Ao Estadão, Véliz explica algumas formas que pessoas comuns têm de lutar pela sua privacidade: 

“Comece protegendo a privacidade alheia criando uma cultura: não compartilhe mensagens que violam a privacidade de alguém, não fotografe sem consentimento, etc. Tenha horários e locais privados: com sua família, coloque o celular em outro cômodo. Para ter uma discussão franca ou uma festa divertida, peça que nada seja postado. Em vez do Google, use a busca do DuckDuckGo; ProtonMail, em vez do Gmail; Signal, em vez do WhatsApp. Não compre aparelhos de empresas que exploram seus dados, pois sempre haverá conflito de interesse. Não dê seu nome real ou e-mail a empresas que não precisem deles. Peça às empresas que apaguem seus dados. Mesmo que não acatem, isso cria um precedente para legisladores. Pressione os políticosa proteger sua privacidade”.

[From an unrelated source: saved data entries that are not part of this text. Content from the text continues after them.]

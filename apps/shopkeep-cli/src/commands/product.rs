//! # Product Commands
//!
//! Catalog listing, search and maintenance.
//!
//! ## Two Kinds of Search
//! ```text
//! products list --available --filter Oil    order screen browse:
//!                                           in stock only, case-sensitive
//!                                           substring of name or code
//!
//! products search oil                       catalog search:
//!                                           trimmed, case-insensitive,
//!                                           name, code or id
//! ```
//!
//! Products are addressed by their code on the command line.

use serde::{Deserialize, Serialize};
use tracing::{debug, info};

use crate::error::ApiError;
use crate::state::DbState;
use shopkeep_core::catalog::{self, StockSummary};
use shopkeep_core::validation;
use shopkeep_core::{Product, ProductInput, StockStatus, DEFAULT_LOW_STOCK_THRESHOLD};

/// Product as shown to the operator.
#[derive(Debug, Clone, Serialize, Deserialize)]
#[serde(rename_all = "camelCase")]
pub struct ProductDto {
    pub id: String,
    pub code: String,
    pub name: String,
    pub purchase_price_cents: i64,
    pub selling_price_cents: i64,
    pub unit_profit_cents: i64,
    pub quantity: i64,
    pub low_stock_threshold: i64,
    pub stock_status: StockStatus,
    pub image_url: Option<String>,
}

impl From<Product> for ProductDto {
    fn from(p: Product) -> Self {
        ProductDto {
            unit_profit_cents: p.unit_profit().cents(),
            stock_status: p.stock_status(),
            id: p.id,
            code: p.code,
            name: p.name,
            purchase_price_cents: p.purchase_price_cents,
            selling_price_cents: p.selling_price_cents,
            quantity: p.quantity,
            low_stock_threshold: p.low_stock_threshold,
            image_url: p.image_url,
        }
    }
}

impl From<&Product> for ProductDto {
    fn from(p: &Product) -> Self {
        ProductDto::from(p.clone())
    }
}

/// Which products `products list` shows.
#[derive(Debug, Clone, Copy, PartialEq, Eq, Default)]
pub enum ProductFilter {
    #[default]
    All,
    /// Quantity above zero (the order screen's list)
    Available,
    /// At or below the low-stock threshold
    LowStock,
}

#[derive(Debug, Clone, Serialize)]
#[serde(rename_all = "camelCase")]
pub struct ProductListing {
    pub products: Vec<ProductDto>,
    pub summary: StockSummary,
}

/// New product fields, prices already in cents.
#[derive(Debug, Clone, Default)]
pub struct NewProductArgs {
    pub name: String,
    pub code: String,
    pub purchase_price_cents: i64,
    pub selling_price_cents: i64,
    pub quantity: i64,
    pub low_stock_threshold: Option<i64>,
    pub image_url: Option<String>,
}

/// Fields to change; `None` keeps the current value.
#[derive(Debug, Clone, Default)]
pub struct ProductEdit {
    pub name: Option<String>,
    pub code: Option<String>,
    pub purchase_price_cents: Option<i64>,
    pub selling_price_cents: Option<i64>,
    pub quantity: Option<i64>,
    pub low_stock_threshold: Option<i64>,
    pub image_url: Option<String>,
}

pub async fn find_by_code(db: &DbState, code: &str) -> Result<Product, ApiError> {
    let code = code.trim();
    db.inner()
        .products()
        .get_by_code(code)
        .await?
        .ok_or_else(|| ApiError::not_found("Product", code))
}

pub async fn list_products(
    db: &DbState,
    filter: ProductFilter,
    browse_query: Option<&str>,
) -> Result<ProductListing, ApiError> {
    debug!(?filter, "list_products command");

    let repo = db.inner().products();
    let mut products = match filter {
        ProductFilter::All => repo.list_all().await?,
        ProductFilter::Available => repo.list_in_stock().await?,
        ProductFilter::LowStock => repo.list_low_stock().await?,
    };

    if let Some(query) = browse_query {
        products = catalog::browse(&products, query).into_iter().cloned().collect();
    }

    Ok(ProductListing {
        summary: StockSummary::of(&products),
        products: products.into_iter().map(ProductDto::from).collect(),
    })
}

pub async fn search_products(db: &DbState, query: &str) -> Result<Vec<ProductDto>, ApiError> {
    validation::validate_search_query(query)?;

    let all = db.inner().products().list_all().await?;
    let found: Vec<ProductDto> = catalog::search(&all, query).into_iter().map(ProductDto::from).collect();

    debug!(query = %query, results = found.len(), "search_products command");
    Ok(found)
}

pub async fn add_product(db: &DbState, args: NewProductArgs) -> Result<ProductDto, ApiError> {
    let input = ProductInput {
        name: args.name,
        code: args.code,
        purchase_price_cents: args.purchase_price_cents,
        selling_price_cents: args.selling_price_cents,
        quantity: args.quantity,
        low_stock_threshold: args.low_stock_threshold.unwrap_or(DEFAULT_LOW_STOCK_THRESHOLD),
        image_url: args.image_url,
    }
    .validated()?;

    let product = db.inner().products().insert(&input).await?;
    info!(code = %product.code, "Product added");
    Ok(product.into())
}

pub async fn edit_product(db: &DbState, code: &str, edit: ProductEdit) -> Result<ProductDto, ApiError> {
    let current = find_by_code(db, code).await?;

    let input = ProductInput {
        name: edit.name.unwrap_or(current.name),
        code: edit.code.unwrap_or(current.code),
        purchase_price_cents: edit.purchase_price_cents.unwrap_or(current.purchase_price_cents),
        selling_price_cents: edit.selling_price_cents.unwrap_or(current.selling_price_cents),
        quantity: edit.quantity.unwrap_or(current.quantity),
        low_stock_threshold: edit.low_stock_threshold.unwrap_or(current.low_stock_threshold),
        image_url: edit.image_url.or(current.image_url),
    }
    .validated()?;

    let product = db.inner().products().update(&current.id, &input).await?;
    info!(code = %product.code, "Product updated");
    Ok(product.into())
}

/// Stepper: changes stock by `delta`, never below zero.
pub async fn adjust_stock(db: &DbState, code: &str, delta: i64) -> Result<ProductDto, ApiError> {
    let current = find_by_code(db, code).await?;
    catalog::adjust_stock(current.quantity, delta)?;

    let product = db.inner().products().adjust_stock(&current.id, delta).await?;
    info!(code = %product.code, delta, quantity = product.quantity, "Stock adjusted");
    Ok(product.into())
}

pub async fn delete_product(db: &DbState, code: &str) -> Result<ProductDto, ApiError> {
    let product = find_by_code(db, code).await?;
    db.inner().products().delete(&product.id).await?;
    info!(code = %product.code, "Product deleted");
    Ok(product.into())
}

#[cfg(test)]
mod tests {
    use super::*;
    use crate::error::ErrorCode;

    fn oil() -> NewProductArgs {
        NewProductArgs {
            name: "  Olive Oil ".to_string(),
            code: "OIL-1".to_string(),
            purchase_price_cents: 6000,
            selling_price_cents: 10000,
            quantity: 3,
            ..NewProductArgs::default()
        }
    }

    #[tokio::test]
    async fn test_add_normalizes_and_defaults_threshold() {
        let db = DbState::in_memory().await.unwrap();
        let added = add_product(&db, oil()).await.unwrap();

        assert_eq!(added.name, "Olive Oil");
        assert_eq!(added.low_stock_threshold, DEFAULT_LOW_STOCK_THRESHOLD);
        assert_eq!(added.unit_profit_cents, 4000);
        assert_eq!(added.stock_status, StockStatus::Low);
    }

    #[tokio::test]
    async fn test_duplicate_code_rejected() {
        let db = DbState::in_memory().await.unwrap();
        add_product(&db, oil()).await.unwrap();

        let err = add_product(&db, oil()).await.unwrap_err();
        assert_eq!(err.code, ErrorCode::ValidationError);
    }

    #[tokio::test]
    async fn test_invalid_input_never_reaches_database() {
        let db = DbState::in_memory().await.unwrap();
        let err = add_product(
            &db,
            NewProductArgs {
                selling_price_cents: -1,
                ..oil()
            },
        )
        .await
        .unwrap_err();

        assert_eq!(err.code, ErrorCode::ValidationError);
        assert_eq!(db.inner().products().count().await.unwrap(), 0);
    }

    #[tokio::test]
    async fn test_edit_keeps_untouched_fields() {
        let db = DbState::in_memory().await.unwrap();
        add_product(&db, oil()).await.unwrap();

        let edited = edit_product(
            &db,
            "OIL-1",
            ProductEdit {
                selling_price_cents: Some(11000),
                ..ProductEdit::default()
            },
        )
        .await
        .unwrap();

        assert_eq!(edited.selling_price_cents, 11000);
        assert_eq!(edited.purchase_price_cents, 6000);
        assert_eq!(edited.name, "Olive Oil");
    }

    #[tokio::test]
    async fn test_stock_stepper_stops_at_zero() {
        let db = DbState::in_memory().await.unwrap();
        add_product(&db, oil()).await.unwrap();

        assert_eq!(adjust_stock(&db, "OIL-1", 2).await.unwrap().quantity, 5);
        assert_eq!(adjust_stock(&db, "OIL-1", -5).await.unwrap().quantity, 0);

        let err = adjust_stock(&db, "OIL-1", -1).await.unwrap_err();
        assert_eq!(err.code, ErrorCode::ValidationError);
    }

    #[tokio::test]
    async fn test_browse_vs_search() {
        let db = DbState::in_memory().await.unwrap();
        add_product(&db, oil()).await.unwrap();
        add_product(
            &db,
            NewProductArgs {
                name: "Olive Soap".to_string(),
                code: "SOAP-1".to_string(),
                quantity: 0,
                ..oil()
            },
        )
        .await
        .unwrap();

        let browsed = list_products(&db, ProductFilter::Available, Some("Olive")).await.unwrap();
        assert_eq!(browsed.products.len(), 1);
        assert!(list_products(&db, ProductFilter::Available, Some("olive"))
            .await
            .unwrap()
            .products
            .is_empty());

        let found = search_products(&db, "  OLIVE ").await.unwrap();
        assert_eq!(found.len(), 2);
    }

    #[tokio::test]
    async fn test_listing_summary() {
        let db = DbState::in_memory().await.unwrap();
        add_product(&db, oil()).await.unwrap();
        add_product(
            &db,
            NewProductArgs {
                code: "OIL-2".to_string(),
                quantity: 40,
                ..oil()
            },
        )
        .await
        .unwrap();

        let listing = list_products(&db, ProductFilter::All, None).await.unwrap();
        assert_eq!(listing.summary.in_stock, 1);
        assert_eq!(listing.summary.low, 1);

        let low = list_products(&db, ProductFilter::LowStock, None).await.unwrap();
        assert_eq!(low.products.len(), 1);
        assert_eq!(low.products[0].code, "OIL-1");
    }

    #[tokio::test]
    async fn test_delete_unknown_code() {
        let db = DbState::in_memory().await.unwrap();
        let err = delete_product(&db, "NOPE").await.unwrap_err();
        assert_eq!(err.code, ErrorCode::NotFound);
    }
}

Apesar das dificuldades implícitas nessa luta, a filósofa se diz esperançosa:

"No longo prazo, sou otimista. Acho que o panorama da privacidade é tão preocupante que é insustentável. É uma ameaça à igualdade, democracia e segurança nacional. Nenhum modelo de negócios compensa isso. Não permitimos que as pessoas cometam assalto à mão armada, mesmo sendo uma empreitada lucrativa. Há alguns modelos de negócios são são simplesmente tóxicos demais para a sociedade aguentar por muito tempo. A questão é: vamos acabar com o negócio dos dados a tempo, antes que algo terrível aconteça, ou vamos esperar uma catástrofe para agirmos juntos?"